# YOUR OBJECTIVE
From the listing below, extract each line containing the string "Mandel".

# DATASET ENTRIES

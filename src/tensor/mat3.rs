use crate::{Mat3, StrError};
use russell_lab::{mat_mat_mul, mat_norm, mat_t_mat_mul, mat_vec_mul, vec_outer, Matrix, Norm, Vector};
use russell_tensor::{Mandel, Tensor2};

/// Returns the 3×3 identity matrix
pub fn mat3_identity() -> Mat3 {
    [[1.0, 0.0, 0.0], [0.0, 1.0, 0.0], [0.0, 0.0, 1.0]]
}

/// Copies a 3×3 russell_lab matrix into a fixed-size array
///
/// # Panics
///
/// A panic will occur if the matrix is not 3×3.
pub fn mat3_from_matrix(a: &Matrix) -> Mat3 {
    assert_eq!(a.dims(), (3, 3));
    let mut m = [[0.0; 3]; 3];
    for i in 0..3 {
        for j in 0..3 {
            m[i][j] = a.get(i, j);
        }
    }
    m
}

/// Converts a 3×3 matrix to a general (non-symmetric) second-order tensor
pub fn mat3_to_tensor(a: &Mat3) -> Result<Tensor2, StrError> {
    Tensor2::from_matrix(a, Mandel::General)
}

/// Returns the standard components of a second-order tensor
pub fn mat3_from_tensor(tt: &Tensor2) -> Mat3 {
    let mut m = [[0.0; 3]; 3];
    for i in 0..3 {
        for j in 0..3 {
            m[i][j] = tt.get(i, j);
        }
    }
    m
}

/// Returns the transpose of a 3×3 matrix
pub fn mat3_transpose(a: &Mat3) -> Mat3 {
    mat3_from_matrix(&Matrix::from(a).transposed())
}

/// Performs the matrix multiplication c = a · b
pub fn mat3_mul(a: &Mat3, b: &Mat3) -> Result<Mat3, StrError> {
    let mut c = Matrix::new(3, 3);
    mat_mat_mul(&mut c, 1.0, &Matrix::from(a), &Matrix::from(b), 0.0)?;
    Ok(mat3_from_matrix(&c))
}

/// Rotates a 3×3 matrix
///
/// Computes `R · M · Rᵀ`, or `Rᵀ · M · R` if `transpose` is true.
pub fn mat3_rotate(r: &Mat3, m: &Mat3, transpose: bool) -> Result<Mat3, StrError> {
    let rr = Matrix::from(r);
    let mm = Matrix::from(m);
    let mut tmp = Matrix::new(3, 3);
    let mut res = Matrix::new(3, 3);
    if transpose {
        mat_mat_mul(&mut tmp, 1.0, &mm, &rr, 0.0)?;
        mat_t_mat_mul(&mut res, 1.0, &rr, &tmp, 0.0)?;
    } else {
        // R M Rᵀ = (Rᵀ)ᵀ (M Rᵀ)
        let rt = rr.transposed();
        mat_mat_mul(&mut tmp, 1.0, &mm, &rt, 0.0)?;
        mat_t_mat_mul(&mut res, 1.0, &rt, &tmp, 0.0)?;
    }
    Ok(mat3_from_matrix(&res))
}

/// Performs the matrix-vector multiplication v = a · u
pub fn mat3_vec_mul(a: &Mat3, u: &[f64; 3]) -> Result<[f64; 3], StrError> {
    let mut v = Vector::new(3);
    mat_vec_mul(&mut v, 1.0, &Matrix::from(a), &Vector::from(u))?;
    Ok([v[0], v[1], v[2]])
}

/// Returns the dyadic (outer) product d ⊗ n scaled to unit Frobenius norm
///
/// ```text
/// m[i][j] = d[i] n[j] / (|d| |n|)
/// ```
pub fn unit_dyad(d: &[f64; 3], n: &[f64; 3]) -> Result<Mat3, StrError> {
    let mut m = Matrix::new(3, 3);
    vec_outer(&mut m, 1.0, &Vector::from(d), &Vector::from(n))?;
    let norm = mat_norm(&m, Norm::Fro);
    if norm == 0.0 {
        return Err("the dyad of the slip direction and normal has zero magnitude");
    }
    let mut res = mat3_from_matrix(&m);
    for row in res.iter_mut() {
        for v in row.iter_mut() {
            *v /= norm;
        }
    }
    Ok(res)
}

/// Returns the Frobenius norm of a 3×3 matrix
pub fn mat3_norm(a: &Mat3) -> f64 {
    mat_norm(&Matrix::from(a), Norm::Fro)
}

/// Returns the trace of a 3×3 matrix
pub fn mat3_trace(a: &Mat3) -> f64 {
    a[0][0] + a[1][1] + a[2][2]
}

////////////////////////////////////////////////////////////////////////////////////////////////////////////////////////

#[cfg(test)]
mod tests {
    use super::*;
    use crate::base::check_mat3;
    use russell_lab::approx_eq;
    use russell_tensor::t2_ddot_t2;

    #[test]
    fn mul_and_transpose_work() {
        let a = [[1.0, 2.0, 3.0], [4.0, 5.0, 6.0], [7.0, 8.0, 9.0]];
        let i = mat3_identity();
        assert_eq!(mat3_mul(&a, &i).unwrap(), a);
        assert_eq!(mat3_mul(&i, &a).unwrap(), a);
        let at = mat3_transpose(&a);
        assert_eq!(at, [[1.0, 4.0, 7.0], [2.0, 5.0, 8.0], [3.0, 6.0, 9.0]]);
        let aat = mat3_mul(&a, &at).unwrap();
        check_mat3(
            &aat,
            &[[14.0, 32.0, 50.0], [32.0, 77.0, 122.0], [50.0, 122.0, 194.0]],
            1e-15,
        );
        assert_eq!(mat3_vec_mul(&a, &[1.0, 0.0, -1.0]).unwrap(), [-2.0, -2.0, -2.0]);
    }

    #[test]
    fn rotate_works() {
        // 90° about z
        let r = [[0.0, -1.0, 0.0], [1.0, 0.0, 0.0], [0.0, 0.0, 1.0]];
        let m = [[1.0, 4.0, 0.0], [0.0, 2.0, 0.0], [0.0, 5.0, 3.0]];
        let rmrt = mat3_rotate(&r, &m, false).unwrap();
        let correct = mat3_mul(&mat3_mul(&r, &m).unwrap(), &mat3_transpose(&r)).unwrap();
        check_mat3(&rmrt, &correct, 1e-15);
        let back = mat3_rotate(&r, &rmrt, true).unwrap();
        check_mat3(&back, &m, 1e-15);
    }

    #[test]
    fn tensor_conversion_works() {
        let a = [[1.0, 2.0, 3.0], [4.0, 5.0, 6.0], [7.0, 8.0, 9.0]];
        let tt = mat3_to_tensor(&a).unwrap();
        check_mat3(&mat3_from_tensor(&tt), &a, 1e-14);
        approx_eq(t2_ddot_t2(&tt, &tt), 285.0, 1e-13);
        approx_eq(mat3_norm(&a), f64::sqrt(285.0), 1e-13);
        assert_eq!(mat3_trace(&a), 15.0);
    }

    #[test]
    fn unit_dyad_works() {
        let m = unit_dyad(&[1.0, 2.0, 0.0], &[0.0, 1.0, 3.0]).unwrap();
        let s = 1.0 / f64::sqrt(50.0);
        let correct = [[0.0, s, 3.0 * s], [0.0, 2.0 * s, 6.0 * s], [0.0, 0.0, 0.0]];
        check_mat3(&m, &correct, 1e-15);
        approx_eq(mat3_norm(&m), 1.0, 1e-15);

        // the result does not depend on the scale of the generators
        let tiny = unit_dyad(&[1e-5, 2e-5, 0.0], &[0.0, 1e-5, 3e-5]).unwrap();
        let huge = unit_dyad(&[1e9, 2e9, 0.0], &[0.0, 1e9, 3e9]).unwrap();
        check_mat3(&tiny, &correct, 1e-15);
        check_mat3(&huge, &correct, 1e-15);

        assert_eq!(
            unit_dyad(&[0.0, 0.0, 0.0], &[0.0, 1.0, 3.0]).err(),
            Some("the dyad of the slip direction and normal has zero magnitude")
        );
    }
}
use crate::Mat3;
use russell_lab::{approx_eq, Matrix};

/// Checks that two 3×3 matrices are approximately equal
#[allow(dead_code)]
pub(crate) fn check_mat3(a: &Mat3, b: &Mat3, tol: f64) {
    for i in 0..3 {
        for j in 0..3 {
            approx_eq(a[i][j], b[i][j], tol);
        }
    }
}

/// Checks that two quaternions are approximately equal
#[allow(dead_code)]
pub(crate) fn check_quat(a: &[f64; 4], b: &[f64; 4], tol: f64) {
    for i in 0..4 {
        approx_eq(a[i], b[i], tol);
    }
}

/// Checks that two quaternions represent the same rotation (equal up to sign)
#[allow(dead_code)]
pub(crate) fn check_quat_up_to_sign(a: &[f64; 4], b: &[f64; 4], tol: f64) {
    let dot = a[0] * b[0] + a[1] * b[1] + a[2] * b[2] + a[3] * b[3];
    let sign = if dot < 0.0 { -1.0 } else { 1.0 };
    for i in 0..4 {
        approx_eq(a[i], sign * b[i], tol);
    }
}

/// Checks that a matrix is approximately equal to a nested array with the same dimensions
#[allow(dead_code)]
pub(crate) fn check_matrix<const N: usize>(a: &Matrix, b: &[[f64; N]; N], tol: f64) {
    assert_eq!(a.dims(), (N, N));
    for i in 0..N {
        for j in 0..N {
            approx_eq(a.get(i, j), b[i][j], tol);
        }
    }
}

/// Checks that two matrices are approximately equal
#[allow(dead_code)]
pub(crate) fn check_matrices(a: &Matrix, b: &Matrix, tol: f64) {
    assert_eq!(a.dims(), b.dims());
    let (m, n) = a.dims();
    for i in 0..m {
        for j in 0..n {
            approx_eq(a.get(i, j), b.get(i, j), tol);
        }
    }
}

/// Returns the 6×6 diagonal matrix diag(1, 1, 1, d, d, d)
#[allow(dead_code)]
pub(crate) fn diag6(d: f64) -> [[f64; 6]; 6] {
    let mut res = [[0.0; 6]; 6];
    for i in 0..6 {
        res[i][i] = if i < 3 { 1.0 } else { d };
    }
    res
}

////////////////////////////////////////////////////////////////////////////////////////////////////////////////////////
use super::{ComponentSystem, StressUnits};

/// Square root of two
pub const SQRT_2: f64 = 1.41421356237309504880168872420969808_f64;

/// Square root of three
pub const SQRT_3: f64 = 1.73205080756887729352744634150587237_f64;

/// Square root of six
pub const SQRT_6: f64 = 2.44948974278317809819728407470589139_f64;

/// Defines the default cutoff (radians) for angles near 0 and π
pub const DEFAULT_ANGLE_CUTOFF: f64 = 1e-6;

/// Defines the default absolute tolerance to compare components of vectors and tensors
pub const DEFAULT_UNIQUE_TOL: f64 = 1e-8;

/// Defines the default stress units
pub const DEFAULT_UNITS: StressUnits = StressUnits::GPa;

/// Defines the default component system for input moduli
pub const DEFAULT_INPUT_SYSTEM: ComponentSystem = ComponentSystem::VoigtGamma;

/// Defines the default component system for output matrices
pub const DEFAULT_OUTPUT_SYSTEM: ComponentSystem = ComponentSystem::Mandel;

# FINAL ANSWER
use russell_tensor::{Mandel, Tensor2};
    Tensor2::from_matrix(a, Mandel::General)
pub const DEFAULT_OUTPUT_SYSTEM: ComponentSystem = ComponentSystem::Mandel;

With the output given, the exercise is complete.